Friday, 3 October 2008

The Thin Writer From Entebbe

Mood: Uncertain-about-my-mood mood
[Toot!] Index: 1.2
Communism Bit: Off
Location: Entebbe

If I forget you, O Entebbe,
let my right hand forget its skill!
Let my tongue stick to the roof of my mouth,
if I do not remember you.
Now, I know it leans slightly towards the blasphemous for me to steal a psalmist's work and remix it and not give due credit. I don't do it for Bob Marley, I won't do it to David. Psalms 137:5,6. Such intense love for a geograhpical spot, nearly as tough as Bob Marley's Trenchtown.

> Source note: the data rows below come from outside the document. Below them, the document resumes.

use axum::http::StatusCode;
use axum::response::{IntoResponse, Response};
use axum::Json;
use serde::Serialize;

pub type AppResult<T> = Result<T, AppError>;

#[derive(thiserror::Error, Debug)]
pub enum AppError {
    #[error("unauthorized: {0}")]
    Unauthorized(String),
    #[error("forbidden: {0}")]
    Forbidden(String),
    #[error("not found: {0}")]
    NotFound(String),
    #[error("conflict: {0}")]
    Conflict(String),
    #[error("validation error: {0}")]
    Validation(String),
    #[error("configuration error: {0}")]
    Configuration(String),
    #[error("token error: {0}")]
    Token(String),
    #[error("database error")]
    Database(#[from] sqlx::Error),
    #[error("internal server error: {0}")]
    Internal(String),
}

impl AppError {
    pub fn unauthorized(message: impl Into<String>) -> Self {
        Self::Unauthorized(message.into())
    }

    pub fn forbidden(message: impl Into<String>) -> Self {
        Self::Forbidden(message.into())
    }

    pub fn not_found(message: impl Into<String>) -> Self {
        Self::NotFound(message.into())
    }

    pub fn conflict(message: impl Into<String>) -> Self {
        Self::Conflict(message.into())
    }

    pub fn validation(message: impl Into<String>) -> Self {
        Self::Validation(message.into())
    }

    pub fn configuration(message: impl Into<String>) -> Self {
        Self::Configuration(message.into())
    }

    pub fn token(err: impl Into<String>) -> Self {
        Self::Token(err.into())
    }

    pub fn internal(message: impl Into<String>) -> Self {
        Self::Internal(message.into())
    }

    pub fn status(&self) -> StatusCode {
        match self {
            AppError::Unauthorized(_) | AppError::Token(_) => StatusCode::UNAUTHORIZED,
            AppError::Forbidden(_) => StatusCode::FORBIDDEN,
            AppError::NotFound(_) => StatusCode::NOT_FOUND,
            AppError::Conflict(_) => StatusCode::CONFLICT,
            AppError::Validation(_) => StatusCode::BAD_REQUEST,
            AppError::Configuration(_) | AppError::Database(_) | AppError::Internal(_) => {
                StatusCode::INTERNAL_SERVER_ERROR
            }
        }
    }

    fn code(&self) -> &'static str {
        match self {
            AppError::Unauthorized(_) => "unauthorized",
            AppError::Forbidden(_) => "forbidden",
            AppError::NotFound(_) => "not_found",
            AppError::Conflict(_) => "conflict",
            AppError::Validation(_) => "validation_error",
            AppError::Configuration(_) => "configuration",
            AppError::Token(_) => "unauthorized",
            AppError::Database(_) => "internal",
            AppError::Internal(_) => "internal",
        }
    }
}

/// Maps a unique-constraint violation on `column` to a conflict carrying
/// `message`; every other error is passed through unchanged.
///
/// The pre-checks in the handlers produce the same conflict, so a writer that
/// loses a race against a concurrent identical update sees the same answer.
pub fn unique_violation_as_conflict(err: sqlx::Error, column: &str, message: &str) -> AppError {
    if let sqlx::Error::Database(db_err) = &err {
        if db_err.is_unique_violation() && db_err.message().contains(column) {
            return AppError::conflict(message);
        }
    }
    AppError::Database(err)
}

#[derive(Serialize)]
struct ErrorResponse {
    error: String,
    message: String,
}

impl IntoResponse for AppError {
    fn into_response(self) -> Response {
        let status = self.status();

        // Store and configuration failures are logged here and never echoed back.
        let message = match &self {
            AppError::Database(err) => {
                tracing::error!(error = %err, "database failure");
                "internal server error".to_string()
            }
            AppError::Internal(detail) | AppError::Configuration(detail) => {
                tracing::error!(error = %detail, "internal failure");
                "internal server error".to_string()
            }
            other => other.to_string(),
        };

        let payload = ErrorResponse {
            error: self.code().to_string(),
            message,
        };

        (status, Json(payload)).into_response()
    }
}

impl From<anyhow::Error> for AppError {
    fn from(value: anyhow::Error) -> Self {
        Self::Internal(value.to_string())
    }
}

#[cfg(test)]
mod tests {
    use super::*;

    #[test]
    fn taxonomy_maps_to_http_status() {
        assert_eq!(AppError::validation("x").status(), StatusCode::BAD_REQUEST);
        assert_eq!(AppError::conflict("x").status(), StatusCode::CONFLICT);
        assert_eq!(AppError::forbidden("x").status(), StatusCode::FORBIDDEN);
        assert_eq!(AppError::not_found("x").status(), StatusCode::NOT_FOUND);
        assert_eq!(AppError::unauthorized("x").status(), StatusCode::UNAUTHORIZED);
        assert_eq!(AppError::token("x").status(), StatusCode::UNAUTHORIZED);
        assert_eq!(
            AppError::Database(sqlx::Error::RowNotFound).status(),
            StatusCode::INTERNAL_SERVER_ERROR
        );
    }

    #[test]
    fn non_unique_errors_pass_through() {
        let err = unique_violation_as_conflict(sqlx::Error::RowNotFound, "subdomain", "taken");
        assert!(matches!(err, AppError::Database(_)));
    }
}
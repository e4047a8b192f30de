use std::fmt;
use std::str::FromStr;

use chrono::{DateTime, Utc};
use serde::{Deserialize, Serialize};
use serde_json::{Map, Value};
use utoipa::ToSchema;
use uuid::Uuid;

use crate::errors::AppError;
use crate::events::{Loggable, Severity};

#[derive(Debug, Clone, Copy, PartialEq, Eq, Serialize, Deserialize, ToSchema)]
#[serde(rename_all = "SCREAMING_SNAKE_CASE")]
pub enum RequestStatus {
    Pending,
    Approved,
    Rejected,
}

impl RequestStatus {
    pub fn as_str(&self) -> &'static str {
        match self {
            RequestStatus::Pending => "PENDING",
            RequestStatus::Approved => "APPROVED",
            RequestStatus::Rejected => "REJECTED",
        }
    }

    pub fn is_terminal(&self) -> bool {
        !matches!(self, RequestStatus::Pending)
    }
}

impl fmt::Display for RequestStatus {
    fn fmt(&self, f: &mut fmt::Formatter<'_>) -> fmt::Result {
        f.write_str(self.as_str())
    }
}

impl FromStr for RequestStatus {
    type Err = AppError;

    fn from_str(s: &str) -> Result<Self, Self::Err> {
        match s {
            "PENDING" => Ok(RequestStatus::Pending),
            "APPROVED" => Ok(RequestStatus::Approved),
            "REJECTED" => Ok(RequestStatus::Rejected),
            other => Err(AppError::validation(format!("unknown request status: {other}"))),
        }
    }
}

#[derive(Debug, Clone, Copy, PartialEq, Eq, Serialize, Deserialize, ToSchema)]
#[serde(rename_all = "lowercase")]
pub enum UpdateType {
    Profile,
    Contact,
    Household,
}

impl UpdateType {
    pub fn as_str(&self) -> &'static str {
        match self {
            UpdateType::Profile => "profile",
            UpdateType::Contact => "contact",
            UpdateType::Household => "household",
        }
    }
}

impl FromStr for UpdateType {
    type Err = AppError;

    fn from_str(s: &str) -> Result<Self, Self::Err> {
        match s {
            "profile" => Ok(UpdateType::Profile),
            "contact" => Ok(UpdateType::Contact),
            "household" => Ok(UpdateType::Household),
            other => Err(AppError::validation(format!("unknown update type: {other}"))),
        }
    }
}

#[derive(Debug, Clone, Serialize, Deserialize, ToSchema)]
#[serde(rename_all = "camelCase")]
pub struct DirectoryUpdateRequest {
    pub id: Uuid,
    pub organization_id: Uuid,
    pub user_id: Uuid,
    pub requested_by: Uuid,
    pub update_type: UpdateType,
    #[schema(value_type = Object)]
    pub current_data: Option<Map<String, Value>>,
    #[schema(value_type = Object)]
    pub requested_data: Map<String, Value>,
    pub reason: Option<String>,
    pub status: RequestStatus,
    pub reviewed_by_id: Option<Uuid>,
    pub reviewed_at: Option<DateTime<Utc>>,
    pub review_notes: Option<String>,
    pub created_at: DateTime<Utc>,
    pub updated_at: DateTime<Utc>,
}

impl Loggable for DirectoryUpdateRequest {
    fn entity_type() -> &'static str { "directory_update_request" }
    fn subject_id(&self) -> Uuid { self.id }
    fn organization_id(&self) -> Option<Uuid> { Some(self.organization_id) }

    fn severity_for_action(&self, action: &str) -> Severity {
        match action {
            "approved" => Severity::Critical,
            "created" => Severity::Important,
            _ => self.severity(),
        }
    }
}

#[derive(Debug, Deserialize, ToSchema)]
#[serde(rename_all = "camelCase")]
pub struct CreateDirectoryUpdateRequest {
    pub user_id: Uuid,
    pub update_type: UpdateType,
    #[schema(value_type = Object, example = json!({"unitNumber": "12B"}))]
    pub requested_data: Map<String, Value>,
    pub reason: Option<String>,
}

#[derive(Debug, Deserialize, ToSchema)]
#[serde(rename_all = "camelCase")]
pub struct ReviewDirectoryUpdateRequest {
    pub status: RequestStatus,
    pub review_notes: Option<String>,
}

#[derive(Debug, Default, Deserialize, utoipa::IntoParams)]
#[serde(rename_all = "camelCase")]
#[into_params(parameter_in = Query)]
pub struct DirectoryRequestQuery {
    pub status: Option<RequestStatus>,
}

Where I'm staying these days, a neighbourhood of furry puppies and tense goats. I love it. Quiet, good for me. And if you walk for seven minutes down that road over there, you'll see the fishermen cleaning their nets. And birds that hit the calm water and pull out an uncalm fish. And if you spit at the waves, they say, someone will get a hiccup on the Tanzanian side of the lake.
It's really hard not to get inspired when you live here. Now, if only the rent weren't so high ...
O Entebbe. If I don't detach the head that dishonours my city, may mine be detached.

You people, I'm looking for a writing gig. While I won't stop coding any time soon, I want to stop referring to myself as a programmer. I want to call myself a writer who also programs computers.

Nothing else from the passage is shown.